§ Your task: Look below for the lines from the one with "Configuration usually carries" to the one with "impl std::fmt::Display for", and copy exactly those lines, both ends included.

§ Study material:
────────────────
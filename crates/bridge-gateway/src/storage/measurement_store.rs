//! Measurement record persistence.
//!
//! The record is spread over one key per field so the host UI can read and
//! observe individual values. It is written as a single prefs batch and read
//! back all-or-nothing: if any required key is missing the record is `None`.
//!
//! Legacy keys (`electric_id`, `electric_mode_id`, `electric_progress_time`)
//! are written only when the payload carried the legacy aliases.

use std::path::Path;

use super::prefs::{ChangeStream, PrefStore, Prefs};
use crate::error::Result;
use crate::measurement::{MeasurementResult, MeasurementSubmission};

/// Store file name.
pub const MEASUREMENT_PREFS: &str = "measurement_prefs";

pub const KEY_USER_ID: &str = "userId";
pub const KEY_DATE_TIME: &str = "dateTime";
pub const KEY_MODE: &str = "mode";
pub const KEY_AMPLITUDE: &str = "amplitude";
pub const KEY_FREQUENCY: &str = "frequency";
pub const KEY_PERIOD: &str = "period";
pub const KEY_CYCLE: &str = "cycle";
pub const KEY_PHASE: &str = "phase";
pub const KEY_ON_TIME: &str = "onTime";
pub const KEY_OFF_TIME: &str = "offTime";
pub const KEY_RAMP_TIME: &str = "rampTime";
pub const KEY_DUTY: &str = "duty";
pub const KEY_TOTAL_TIME: &str = "totalTime";
pub const KEY_PROGRESS_TIME: &str = "progressTime";
pub const KEY_IS_BILLABLE: &str = "isBillable";
pub const KEY_MEASUREMENT_CODE: &str = "measurement_code";

pub const KEY_LEGACY_ID: &str = "electric_id";
pub const KEY_LEGACY_MODE_ID: &str = "electric_mode_id";
pub const KEY_LEGACY_PROGRESS_TIME: &str = "electric_progress_time";

/// Every key this store owns, in write order.
pub const ALL_KEYS: [&str; 19] = [
    KEY_USER_ID,
    KEY_DATE_TIME,
    KEY_MODE,
    KEY_AMPLITUDE,
    KEY_FREQUENCY,
    KEY_PERIOD,
    KEY_CYCLE,
    KEY_PHASE,
    KEY_ON_TIME,
    KEY_OFF_TIME,
    KEY_RAMP_TIME,
    KEY_DUTY,
    KEY_TOTAL_TIME,
    KEY_PROGRESS_TIME,
    KEY_IS_BILLABLE,
    KEY_MEASUREMENT_CODE,
    KEY_LEGACY_ID,
    KEY_LEGACY_MODE_ID,
    KEY_LEGACY_PROGRESS_TIME,
];

/// Durable home of the latest [`MeasurementResult`].
#[derive(Debug, Clone)]
pub struct MeasurementStore {
    prefs: PrefStore,
}

impl MeasurementStore {
    pub fn open(dir: impl AsRef<Path>) -> Result<Self> {
        Ok(Self {
            prefs: PrefStore::open(dir, MEASUREMENT_PREFS)?,
        })
    }

    /// Persist a submission as one atomic batch.
    ///
    /// Optional keys absent from the submission are removed so a previous
    /// submission's `measurement_code` or legacy ids cannot leak into this
    /// one.
    pub fn save(&self, submission: &MeasurementSubmission) -> Result<()> {
        let r = &submission.result;
        let mut editor = self.prefs.edit();
        editor
            .put_int(KEY_USER_ID, r.user_id)
            .put_string(KEY_DATE_TIME, r.date_time.as_str())
            .put_string(KEY_MODE, r.mode.as_str())
            .put_int(KEY_AMPLITUDE, r.amplitude)
            .put_int(KEY_FREQUENCY, r.frequency)
            .put_string(KEY_PERIOD, r.period.to_string())
            .put_int(KEY_CYCLE, r.cycle)
            .put_int(KEY_PHASE, r.phase)
            .put_int(KEY_ON_TIME, r.on_time)
            .put_int(KEY_OFF_TIME, r.off_time)
            .put_string(KEY_RAMP_TIME, r.ramp_time.to_string())
            .put_int(KEY_DUTY, r.duty)
            .put_int(KEY_TOTAL_TIME, r.total_time)
            .put_int(KEY_PROGRESS_TIME, r.progress_time)
            .put_bool(KEY_IS_BILLABLE, r.is_billable);

        match &r.measurement_code {
            Some(code) => editor.put_string(KEY_MEASUREMENT_CODE, code.as_str()),
            None => editor.remove(KEY_MEASUREMENT_CODE),
        };

        let aliases = submission.aliases;
        match aliases.id {
            Some(id) => editor.put_long(KEY_LEGACY_ID, id),
            None => editor.remove(KEY_LEGACY_ID),
        };
        match aliases.mode_id {
            Some(mode_id) => editor.put_long(KEY_LEGACY_MODE_ID, mode_id),
            None => editor.remove(KEY_LEGACY_MODE_ID),
        };
        if aliases.is_empty() {
            editor.remove(KEY_LEGACY_PROGRESS_TIME);
        } else {
            editor.put_long(KEY_LEGACY_PROGRESS_TIME, i64::from(r.progress_time));
        }

        editor.commit()
    }

    /// Read the record back; `None` unless every required field is present.
    pub fn load(&self) -> Result<Option<MeasurementResult>> {
        Ok(record_from_prefs(&self.prefs.snapshot()?))
    }

    /// Remove the record and its legacy keys.
    pub fn clear(&self) -> Result<()> {
        let mut editor = self.prefs.edit();
        for key in ALL_KEYS {
            editor.remove(key);
        }
        editor.commit()
    }

    /// Watch every key of the record.
    pub fn subscribe(&self) -> ChangeStream {
        self.prefs.subscribe(ALL_KEYS)
    }
}

fn record_from_prefs(prefs: &Prefs) -> Option<MeasurementResult> {
    let decimal = |key: &str| prefs.get_string(key)?.parse::<f64>().ok();

    Some(MeasurementResult {
        user_id: prefs.get_int(KEY_USER_ID)?,
        date_time: prefs.get_string(KEY_DATE_TIME)?.to_string(),
        mode: prefs.get_string(KEY_MODE)?.to_string(),
        amplitude: prefs.get_int(KEY_AMPLITUDE)?,
        frequency: prefs.get_int(KEY_FREQUENCY)?,
        period: decimal(KEY_PERIOD)?,
        cycle: prefs.get_int(KEY_CYCLE)?,
        phase: prefs.get_int(KEY_PHASE)?,
        on_time: prefs.get_int(KEY_ON_TIME)?,
        off_time: prefs.get_int(KEY_OFF_TIME)?,
        ramp_time: decimal(KEY_RAMP_TIME)?,
        duty: prefs.get_int(KEY_DUTY)?,
        total_time: prefs.get_int(KEY_TOTAL_TIME)?,
        progress_time: prefs.get_int(KEY_PROGRESS_TIME)?,
        is_billable: prefs.get_bool(KEY_IS_BILLABLE).unwrap_or(false),
        measurement_code: prefs.get_string(KEY_MEASUREMENT_CODE).map(str::to_string),
    })
}
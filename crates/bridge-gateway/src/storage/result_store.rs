//! Last-result persistence: the most recent payload received over the bridge.
//!
//! Exactly one result is kept. Every save overwrites the previous one; there
//! is no history and no merge.

use std::path::Path;

use log::error;
use serde::{Deserialize, Serialize};

use super::prefs::{ChangeStream, PrefStore};
use crate::error::Result;

/// Store file name.
pub const RESULT_PREFS: &str = "bridge_storage";

pub const KEY_LAST_REQUEST_ID: &str = "last_request_id";
pub const KEY_LAST_PAYLOAD: &str = "last_payload";
pub const KEY_LAST_UPDATED_AT: &str = "last_updated_at";

/// The last payload accepted from the caller.
#[derive(Debug, Clone, PartialEq, Eq, Serialize, Deserialize)]
pub struct StoredResult {
    /// Request id sent by the caller (empty when none was sent).
    pub request_id: String,
    /// Payload exactly as received.
    pub payload: String,
    /// Save time, Unix epoch milliseconds.
    pub updated_at: i64,
}

/// Durable holder of the single [`StoredResult`].
#[derive(Debug, Clone)]
pub struct ResultStore {
    prefs: PrefStore,
}

impl ResultStore {
    /// Open the store inside `dir`.
    pub fn open(dir: impl AsRef<Path>) -> Result<Self> {
        Ok(Self {
            prefs: PrefStore::open(dir, RESULT_PREFS)?,
        })
    }

    /// Save a result, stamping it with the current time.
    ///
    /// Returns `true` only once the write is durable on disk. Failures are
    /// logged and reported as `false`.
    pub fn save(&self, request_id: &str, payload: &str) -> bool {
        match self.save_at(request_id, payload, crate::time::now_millis()) {
            Ok(()) => true,
            Err(e) => {
                error!("failed to persist last result (requestId={request_id}): {e}");
                false
            }
        }
    }

    /// Save a result with an explicit timestamp.
    ///
    /// # Errors
    ///
    /// Propagates storage errors from the underlying prefs file.
    pub fn save_at(&self, request_id: &str, payload: &str, updated_at: i64) -> Result<()> {
        let mut editor = self.prefs.edit();
        editor
            .put_string(KEY_LAST_REQUEST_ID, request_id)
            .put_string(KEY_LAST_PAYLOAD, payload)
            .put_long(KEY_LAST_UPDATED_AT, updated_at);
        editor.commit()
    }

    /// The last stored result, or `None` if nothing was ever stored.
    ///
    /// A missing request id reads as `""` and a missing timestamp as `0`;
    /// only the payload decides presence.
    pub fn last(&self) -> Result<Option<StoredResult>> {
        let prefs = self.prefs.snapshot()?;
        let Some(payload) = prefs.get_string(KEY_LAST_PAYLOAD) else {
            return Ok(None);
        };
        Ok(Some(StoredResult {
            request_id: prefs
                .get_string(KEY_LAST_REQUEST_ID)
                .unwrap_or_default()
                .to_string(),
            payload: payload.to_string(),
            updated_at: prefs.get_long(KEY_LAST_UPDATED_AT).unwrap_or(0),
        }))
    }

    /// Forget the stored result (external reset).
    pub fn clear(&self) -> Result<()> {
        let mut editor = self.prefs.edit();
        editor
            .remove(KEY_LAST_REQUEST_ID)
            .remove(KEY_LAST_PAYLOAD)
            .remove(KEY_LAST_UPDATED_AT);
        editor.commit()
    }

    /// Watch for new results.
    pub fn subscribe(&self) -> ChangeStream {
        self.prefs
            .subscribe([KEY_LAST_REQUEST_ID, KEY_LAST_PAYLOAD, KEY_LAST_UPDATED_AT])
    }
}
//! Signing-certificate fingerprints.
//!
//! A fingerprint is the SHA-256 digest of a DER-encoded signing certificate,
//! rendered as lowercase hex with no separators. Configuration usually carries
//! the colon-separated uppercase form (`6E:0A:49:...`); both forms normalize
//! to the same [`Fingerprint`].

use serde::{Deserialize, Serialize};
use sha2::{Digest, Sha256};

/// Normalized SHA-256 certificate fingerprint (64 lowercase hex chars).
#[derive(Debug, Clone, PartialEq, Eq, PartialOrd, Ord, Hash, Serialize, Deserialize)]
pub struct Fingerprint(String);

impl Fingerprint {
    /// Normalize a configured fingerprint string.
    ///
    /// Separators (`:`, `-`, whitespace) are stripped and hex digits are
    /// lowercased. No length check is applied: a malformed configured value
    /// simply never matches a computed digest.
    pub fn parse(raw: &str) -> Self {
        Self(normalize_fingerprint(raw))
    }

    /// Compute the fingerprint of a DER-encoded certificate.
    pub fn of_certificate(der: &[u8]) -> Self {
        Self(hex::encode(Sha256::digest(der)))
    }

    /// The normalized hex string.
    pub fn as_str(&self) -> &str {
        &self.0
    }

    /// Render as colon-separated uppercase pairs, the form used in
    /// configuration files.
    pub fn to_colon_hex(&self) -> String {
        format_colon_hex(&self.0)
    }
}

impl std::fmt::Display for Fingerprint {
    fn fmt(&self, f: &mut std::fmt::Formatter<'_>) -> std::fmt::Result {
        write!(f, "{}", self.0)
    }
}

/// Strip separators and lowercase.
pub fn normalize_fingerprint(raw: &str) -> String {
    raw.chars()
        .filter(|c| !matches!(c, ':' | '-') && !c.is_whitespace())
        .flat_map(char::to_lowercase)
        .collect()
}

/// `6e0a49` → `6E:0A:49`.
pub fn format_colon_hex(normalized: &str) -> String {
    normalized
        .as_bytes()
        .chunks(2)
        .map(|pair| String::from_utf8_lossy(pair).to_uppercase())
        .collect::<Vec<_>>()
        .join(":")
}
────────────────
§ Answer for this exercise:
//! rendered as lowercase hex with no separators. Configuration usually carries
//! the colon-separated uppercase form (`6E:0A:49:...`); both forms normalize
//! to the same [`Fingerprint`].

use serde::{Deserialize, Serialize};
use sha2::{Digest, Sha256};

/// Normalized SHA-256 certificate fingerprint (64 lowercase hex chars).
#[derive(Debug, Clone, PartialEq, Eq, PartialOrd, Ord, Hash, Serialize, Deserialize)]
pub struct Fingerprint(String);

impl Fingerprint {
    /// Normalize a configured fingerprint string.
    ///
    /// Separators (`:`, `-`, whitespace) are stripped and hex digits are
    /// lowercased. No length check is applied: a malformed configured value
    /// simply never matches a computed digest.
    pub fn parse(raw: &str) -> Self {
        Self(normalize_fingerprint(raw))
    }

    /// Compute the fingerprint of a DER-encoded certificate.
    pub fn of_certificate(der: &[u8]) -> Self {
        Self(hex::encode(Sha256::digest(der)))
    }

    /// The normalized hex string.
    pub fn as_str(&self) -> &str {
        &self.0
    }

    /// Render as colon-separated uppercase pairs, the form used in
    /// configuration files.
    pub fn to_colon_hex(&self) -> String {
        format_colon_hex(&self.0)
    }
}

impl std::fmt::Display for Fingerprint {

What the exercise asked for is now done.